Author Topic: 10 Scientific Reasons Why Our Solar System Is Really Weird  (Read 1608 times)

Offline Cavebear

Re: 10 Scientific Reasons Why Our Solar System Is Really Weird
« Reply #30 on: August 27, 2019, 04:14:19 AM »
Oh, no.  Here's the earth and moon to scale, including distance:


And here's Pluto and Charon to scale, including distance:


Although to be sure, not to the same scale as each other.  Charon is much more massive relative to Pluto than the Moon is relative to the Earth.  The barycenter of the Earth/Moon system is 1700km below the surface of the Earth; that of Pluto and Charon is almost 1000km above Pluto's surface, in space: the two bodies very much orbit each other.  In the Earth/Moon system, the Earth is absolutely the dominant body.

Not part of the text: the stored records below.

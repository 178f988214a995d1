/*!
Test Harness pour les consommateurs du dashboard

Facilite l'écriture de tests avec:
- Setup automatique du stub de flux + cache mémoire + handlers standards
- Assertions sur les invalidations de cache et les messages livrés
- Expectations sur le nombre de messages par type
*/

use crate::feed_stub::{FeedStub, LaverieMessageBuilder};
use anyhow::Result;
use laverie_dashboard::cache::{keys, DataCache, MemoryCache};
use laverie_dashboard::models::InboundMessage;
use laverie_dashboard::refresh::register_refresh_handlers;
use laverie_dashboard::registry::Registration;
use std::collections::HashMap;
use std::sync::{Arc, Mutex};
use std::time::Duration;

/// Harness de test complet : stub de flux branché sur les consommateurs de
/// rafraîchissement standards, cache mémoire observable, enregistreur de
/// messages livrés.
pub struct TestHarness {
    pub feed: FeedStub,
    pub cache: Arc<MemoryCache>,
    delivered: Arc<Mutex<Vec<InboundMessage>>>,
    expectations: Vec<Expectation>,
    _guards: Vec<Registration>,
}

#[derive(Debug)]
struct Expectation {
    kind: String,
    expected_count: usize,
}

impl TestHarness {
    /// Crée un nouveau harness de test
    pub fn new() -> Self {
        env_logger::try_init().ok(); // Init logging pour tests

        let feed = FeedStub::new();
        let cache = Arc::new(MemoryCache::new());

        let mut guards =
            register_refresh_handlers(feed.registry(), cache.clone() as Arc<dyn DataCache>);

        let delivered: Arc<Mutex<Vec<InboundMessage>>> = Arc::new(Mutex::new(Vec::new()));
        let recorder = Arc::clone(&delivered);
        guards.push(
            feed.registry()
                .register(move |msg| recorder.lock().unwrap().push(msg.clone())),
        );

        Self {
            feed,
            cache,
            delivered,
            expectations: Vec::new(),
            _guards: guards,
        }
    }

    /// Remplit le cache avec une réponse vide pour chaque clé standard,
    /// pour pouvoir observer les invalidations.
    pub fn seed_cache(&self) {
        for key in [keys::MACHINES, keys::LOCATIONS, keys::ALERTS, keys::USAGE] {
            self.cache.set(key, serde_json::json!([]));
        }
        log::info!("🌱 Seeded cache with {} keys", 4);
    }

    /// Ajoute une expectation: on s'attend à N messages livrés de ce type
    pub fn expect_messages(&mut self, kind: &str, count: usize) -> &mut Self {
        self.expectations.push(Expectation {
            kind: kind.to_string(),
            expected_count: count,
        });
        self
    }

    /// Simule un événement machine_update
    pub fn send_machine_update(&self, machine_id: &str, status: &str) -> Result<()> {
        self.feed
            .inject_message(&LaverieMessageBuilder::machine_update(machine_id, status))?;
        log::info!("🧺 Sent machine update for: {}", machine_id);
        Ok(())
    }

    /// Simule un événement alert_raised
    pub fn send_alert_raised(&self, alert_id: &str, machine_id: &str, level: &str) -> Result<()> {
        self.feed.inject_message(&LaverieMessageBuilder::alert_raised(
            alert_id, machine_id, level,
        ))?;
        log::info!("🚨 Sent alert for machine: {}", machine_id);
        Ok(())
    }

    /// Simule un événement alert_cleared
    pub fn send_alert_cleared(&self, alert_id: &str) -> Result<()> {
        self.feed
            .inject_message(&LaverieMessageBuilder::alert_cleared(alert_id))?;
        log::info!("✅ Cleared alert: {}", alert_id);
        Ok(())
    }

    /// Simule un événement sync_completed
    pub fn send_sync_completed(&self, location_id: &str, machines_synced: u32) -> Result<()> {
        self.feed.inject_message(&LaverieMessageBuilder::sync_completed(
            location_id.to_string(),
            machines_synced,
        ))?;
        log::info!("🔄 Sent sync completion for: {}", location_id);
        Ok(())
    }

    /// Messages livrés aux handlers pour un type donné
    pub fn messages_of_kind(&self, kind: &str) -> Vec<InboundMessage> {
        self.delivered
            .lock()
            .unwrap()
            .iter()
            .filter(|m| m.kind == kind)
            .cloned()
            .collect()
    }

    /// Parse le payload du dernier message livré d'un type donné
    pub fn last_payload_of<T>(&self, kind: &str) -> Result<Option<T>>
    where
        T: for<'de> serde::Deserialize<'de>,
    {
        let messages = self.messages_of_kind(kind);
        if let Some(last_msg) = messages.last() {
            let parsed: T = serde_json::from_value(last_msg.payload.clone())?;
            Ok(Some(parsed))
        } else {
            Ok(None)
        }
    }

    /// Attend qu'au moins N messages d'un type soient livrés. Utile quand le
    /// harness est branché derrière un vrai canal plutôt que le stub.
    pub async fn wait_for_messages(&self, kind: &str, count: usize, timeout_ms: u64) -> Result<()> {
        let start = std::time::Instant::now();

        while start.elapsed() < Duration::from_millis(timeout_ms) {
            if self.messages_of_kind(kind).len() >= count {
                log::info!("✅ Received {} messages of kind '{}'", count, kind);
                return Ok(());
            }
            tokio::time::sleep(Duration::from_millis(50)).await;
        }

        log::warn!("⏰ Timeout waiting for messages of kind '{}'", kind);
        anyhow::bail!("Timeout: expected {} messages of kind '{}'", count, kind)
    }

    /// Vérifie toutes les expectations configurées
    pub fn verify_expectations(&self) -> Result<()> {
        log::info!("🔍 Verifying {} expectations...", self.expectations.len());

        for expectation in &self.expectations {
            let actual_count = self.messages_of_kind(&expectation.kind).len();
            if actual_count != expectation.expected_count {
                anyhow::bail!(
                    "Expectation failed for kind '{}': expected {} messages, got {}",
                    expectation.kind,
                    expectation.expected_count,
                    actual_count
                );
            }
            log::info!(
                "✅ Kind '{}': {} messages as expected",
                expectation.kind,
                actual_count
            );
        }

        Ok(())
    }

    /// Assert qu'une clé ressource a bien été invalidée
    pub fn assert_invalidated(&self, key: &str) -> Result<()> {
        if self.cache.get(key).is_some() {
            anyhow::bail!("Expected key '{}' to be invalidated, but it is still cached", key);
        }
        log::info!("✅ Key '{}' invalidated", key);
        Ok(())
    }

    /// Assert qu'une clé ressource est toujours en cache
    pub fn assert_still_cached(&self, key: &str) -> Result<()> {
        if self.cache.get(key).is_none() {
            anyhow::bail!("Expected key '{}' to still be cached, but it is gone", key);
        }
        Ok(())
    }

    /// Stats sur les messages livrés
    pub fn get_stats(&self) -> TestStats {
        let delivered = self.delivered.lock().unwrap();
        let mut kind_counts = HashMap::new();
        for msg in delivered.iter() {
            *kind_counts.entry(msg.kind.clone()).or_insert(0) += 1;
        }

        TestStats {
            total_messages: delivered.len(),
            kind_counts,
            cached_keys: self.cache.len(),
        }
    }

    /// Reset le harness pour un nouveau test
    pub fn reset(&mut self) {
        self.feed.clear();
        self.delivered.lock().unwrap().clear();
        self.expectations.clear();
        log::info!("🧹 Test harness reset");
    }
}

impl Default for TestHarness {
    fn default() -> Self {
        Self::new()
    }
}

#[derive(Debug)]
pub struct TestStats {
    pub total_messages: usize,
    pub kind_counts: HashMap<String, usize>,
    pub cached_keys: usize,
}

impl TestStats {
    pub fn print(&self) {
        println!("📊 Test Statistics:");
        println!("  Total messages: {}", self.total_messages);
        println!("  Kinds with messages:");
        for (kind, count) in &self.kind_counts {
            println!("    {}: {} messages", kind, count);
        }
        println!("  Cached keys: {}", self.cached_keys);
    }
}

While I'm thinking of it, let's put everything but the sun to the same scale:


Yes, all the planets could fit between the Earth and the Moon.  No, it's probably not a good idea to put them all there.  :)

Pluto isn't a planet...
Atheist born, atheist bred.  And when I die, atheist dead!

Offline trdsf

Re: 10 Scientific Reasons Why Our Solar System Is Really Weird
« Reply #31 on: August 27, 2019, 04:30:08 AM »
Pluto isn't a planet...
Dwarf planet.  Even so, Charon is much more massive relatively speaking to its primary.  Even moreso are the binary Trojan asteroids Patroclus and Menoetius, which are nearly the same size as each other at 125 and 112 km, respectively.  Their barycenter is just about halfway between them.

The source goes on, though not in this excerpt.